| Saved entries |
----
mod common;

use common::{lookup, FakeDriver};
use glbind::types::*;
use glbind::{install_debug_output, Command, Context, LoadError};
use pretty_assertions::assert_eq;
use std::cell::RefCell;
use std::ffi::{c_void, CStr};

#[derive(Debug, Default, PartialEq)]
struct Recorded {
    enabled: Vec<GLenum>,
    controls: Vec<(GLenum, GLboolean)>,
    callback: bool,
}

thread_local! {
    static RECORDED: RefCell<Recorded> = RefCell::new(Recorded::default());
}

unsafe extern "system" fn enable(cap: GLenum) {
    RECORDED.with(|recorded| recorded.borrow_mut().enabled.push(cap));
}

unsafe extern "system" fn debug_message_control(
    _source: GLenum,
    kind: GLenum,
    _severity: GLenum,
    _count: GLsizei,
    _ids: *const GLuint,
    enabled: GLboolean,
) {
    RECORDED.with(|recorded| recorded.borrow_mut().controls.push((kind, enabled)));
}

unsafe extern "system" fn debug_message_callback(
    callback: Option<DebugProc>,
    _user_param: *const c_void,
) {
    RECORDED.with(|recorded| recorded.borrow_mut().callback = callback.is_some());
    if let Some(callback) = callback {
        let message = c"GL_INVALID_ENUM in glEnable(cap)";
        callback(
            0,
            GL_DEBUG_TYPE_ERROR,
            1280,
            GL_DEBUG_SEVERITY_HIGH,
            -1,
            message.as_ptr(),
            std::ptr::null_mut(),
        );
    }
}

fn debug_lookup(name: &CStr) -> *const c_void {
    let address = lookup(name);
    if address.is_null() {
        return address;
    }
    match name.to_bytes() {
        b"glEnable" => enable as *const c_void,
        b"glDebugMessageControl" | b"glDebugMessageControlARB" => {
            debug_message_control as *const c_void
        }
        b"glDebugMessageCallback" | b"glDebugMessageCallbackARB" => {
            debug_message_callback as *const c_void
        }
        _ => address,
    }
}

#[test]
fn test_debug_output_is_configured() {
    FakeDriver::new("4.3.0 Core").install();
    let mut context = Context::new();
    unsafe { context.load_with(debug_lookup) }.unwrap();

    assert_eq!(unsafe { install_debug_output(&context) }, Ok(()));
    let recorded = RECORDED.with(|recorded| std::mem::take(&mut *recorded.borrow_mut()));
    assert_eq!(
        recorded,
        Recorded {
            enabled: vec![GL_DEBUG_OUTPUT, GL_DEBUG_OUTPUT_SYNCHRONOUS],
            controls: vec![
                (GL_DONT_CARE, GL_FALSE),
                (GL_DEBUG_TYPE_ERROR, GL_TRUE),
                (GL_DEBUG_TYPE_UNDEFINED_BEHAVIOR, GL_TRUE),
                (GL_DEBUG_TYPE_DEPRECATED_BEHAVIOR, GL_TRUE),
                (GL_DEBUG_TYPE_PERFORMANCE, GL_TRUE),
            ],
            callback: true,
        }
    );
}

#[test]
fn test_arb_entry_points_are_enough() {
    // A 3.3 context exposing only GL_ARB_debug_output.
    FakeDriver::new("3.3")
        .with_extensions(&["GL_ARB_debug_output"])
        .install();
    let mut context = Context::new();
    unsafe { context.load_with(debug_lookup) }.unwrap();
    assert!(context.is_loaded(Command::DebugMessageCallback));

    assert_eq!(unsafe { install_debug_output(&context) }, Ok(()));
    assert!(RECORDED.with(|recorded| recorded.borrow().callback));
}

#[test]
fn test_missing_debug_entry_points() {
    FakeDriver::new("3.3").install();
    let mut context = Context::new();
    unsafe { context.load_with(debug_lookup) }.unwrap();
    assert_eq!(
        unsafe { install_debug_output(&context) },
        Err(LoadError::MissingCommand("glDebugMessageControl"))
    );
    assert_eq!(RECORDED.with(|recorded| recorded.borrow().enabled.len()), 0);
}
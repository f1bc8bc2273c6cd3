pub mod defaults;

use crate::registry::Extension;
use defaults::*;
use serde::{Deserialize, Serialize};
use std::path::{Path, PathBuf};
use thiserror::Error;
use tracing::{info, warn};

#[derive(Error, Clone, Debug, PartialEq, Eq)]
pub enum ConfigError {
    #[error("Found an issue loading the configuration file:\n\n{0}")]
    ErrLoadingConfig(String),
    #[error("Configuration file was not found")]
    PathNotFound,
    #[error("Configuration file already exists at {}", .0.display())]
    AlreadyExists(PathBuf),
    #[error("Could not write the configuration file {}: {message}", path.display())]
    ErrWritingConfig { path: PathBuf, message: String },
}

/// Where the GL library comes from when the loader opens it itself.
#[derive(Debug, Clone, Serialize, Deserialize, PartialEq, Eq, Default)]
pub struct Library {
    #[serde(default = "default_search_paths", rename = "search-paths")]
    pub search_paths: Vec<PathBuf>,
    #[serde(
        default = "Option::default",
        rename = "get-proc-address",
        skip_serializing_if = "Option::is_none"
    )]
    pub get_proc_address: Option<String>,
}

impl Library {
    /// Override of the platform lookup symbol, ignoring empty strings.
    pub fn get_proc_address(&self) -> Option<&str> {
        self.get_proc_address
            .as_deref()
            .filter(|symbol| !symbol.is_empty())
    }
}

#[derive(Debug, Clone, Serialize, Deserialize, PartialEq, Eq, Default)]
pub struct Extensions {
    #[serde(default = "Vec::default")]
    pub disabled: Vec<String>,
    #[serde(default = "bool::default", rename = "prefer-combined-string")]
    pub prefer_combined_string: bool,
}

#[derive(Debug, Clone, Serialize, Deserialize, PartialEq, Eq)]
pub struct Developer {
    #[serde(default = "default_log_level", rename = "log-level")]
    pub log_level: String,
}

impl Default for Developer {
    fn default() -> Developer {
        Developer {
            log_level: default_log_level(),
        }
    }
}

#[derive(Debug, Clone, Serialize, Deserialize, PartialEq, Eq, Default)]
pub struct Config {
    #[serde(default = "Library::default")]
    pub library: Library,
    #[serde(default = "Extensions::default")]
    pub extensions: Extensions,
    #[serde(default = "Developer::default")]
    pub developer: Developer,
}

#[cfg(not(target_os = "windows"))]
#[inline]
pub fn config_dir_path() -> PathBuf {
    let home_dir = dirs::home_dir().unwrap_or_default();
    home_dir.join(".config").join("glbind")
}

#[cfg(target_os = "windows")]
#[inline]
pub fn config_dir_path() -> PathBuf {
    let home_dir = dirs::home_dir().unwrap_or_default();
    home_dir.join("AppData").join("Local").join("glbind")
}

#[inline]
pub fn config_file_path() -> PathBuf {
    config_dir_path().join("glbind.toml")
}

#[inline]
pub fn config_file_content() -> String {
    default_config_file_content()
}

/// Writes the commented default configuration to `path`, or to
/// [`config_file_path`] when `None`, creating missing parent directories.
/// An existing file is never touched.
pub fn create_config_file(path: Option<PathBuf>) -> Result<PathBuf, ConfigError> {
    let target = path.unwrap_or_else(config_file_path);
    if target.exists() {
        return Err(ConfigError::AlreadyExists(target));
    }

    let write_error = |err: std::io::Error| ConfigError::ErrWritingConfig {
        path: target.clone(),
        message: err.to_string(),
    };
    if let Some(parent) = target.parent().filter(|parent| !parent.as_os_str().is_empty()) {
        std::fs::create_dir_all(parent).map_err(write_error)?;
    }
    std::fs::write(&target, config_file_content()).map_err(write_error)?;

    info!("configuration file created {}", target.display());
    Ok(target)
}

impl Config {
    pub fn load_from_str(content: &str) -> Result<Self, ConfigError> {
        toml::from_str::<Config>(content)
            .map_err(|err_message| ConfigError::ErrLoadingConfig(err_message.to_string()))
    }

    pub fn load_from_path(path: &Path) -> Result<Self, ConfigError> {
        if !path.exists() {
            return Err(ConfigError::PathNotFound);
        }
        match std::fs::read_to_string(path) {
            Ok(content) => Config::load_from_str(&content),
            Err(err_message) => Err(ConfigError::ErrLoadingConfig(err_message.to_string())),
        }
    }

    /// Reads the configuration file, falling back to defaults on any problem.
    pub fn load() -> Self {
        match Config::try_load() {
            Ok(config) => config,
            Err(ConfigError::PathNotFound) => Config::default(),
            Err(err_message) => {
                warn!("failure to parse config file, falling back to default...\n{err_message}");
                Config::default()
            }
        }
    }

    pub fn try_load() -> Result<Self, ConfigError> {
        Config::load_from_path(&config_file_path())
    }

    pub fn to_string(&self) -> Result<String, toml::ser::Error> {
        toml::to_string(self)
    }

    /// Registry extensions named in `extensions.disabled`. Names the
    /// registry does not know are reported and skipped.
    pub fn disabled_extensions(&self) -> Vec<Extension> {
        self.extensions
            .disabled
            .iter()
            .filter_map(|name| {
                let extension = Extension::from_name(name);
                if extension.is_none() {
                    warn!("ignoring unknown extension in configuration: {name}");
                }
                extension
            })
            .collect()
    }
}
----
| About this exercise |
From the entries above, copy every line containing the word "serde".

| Response |
use serde::{Deserialize, Serialize};
    #[serde(default = "default_search_paths", rename = "search-paths")]
    #[serde(
    #[serde(default = "Vec::default")]
    #[serde(default = "bool::default", rename = "prefer-combined-string")]
    #[serde(default = "default_log_level", rename = "log-level")]
    #[serde(default = "Library::default")]
    #[serde(default = "Extensions::default")]
    #[serde(default = "Developer::default")]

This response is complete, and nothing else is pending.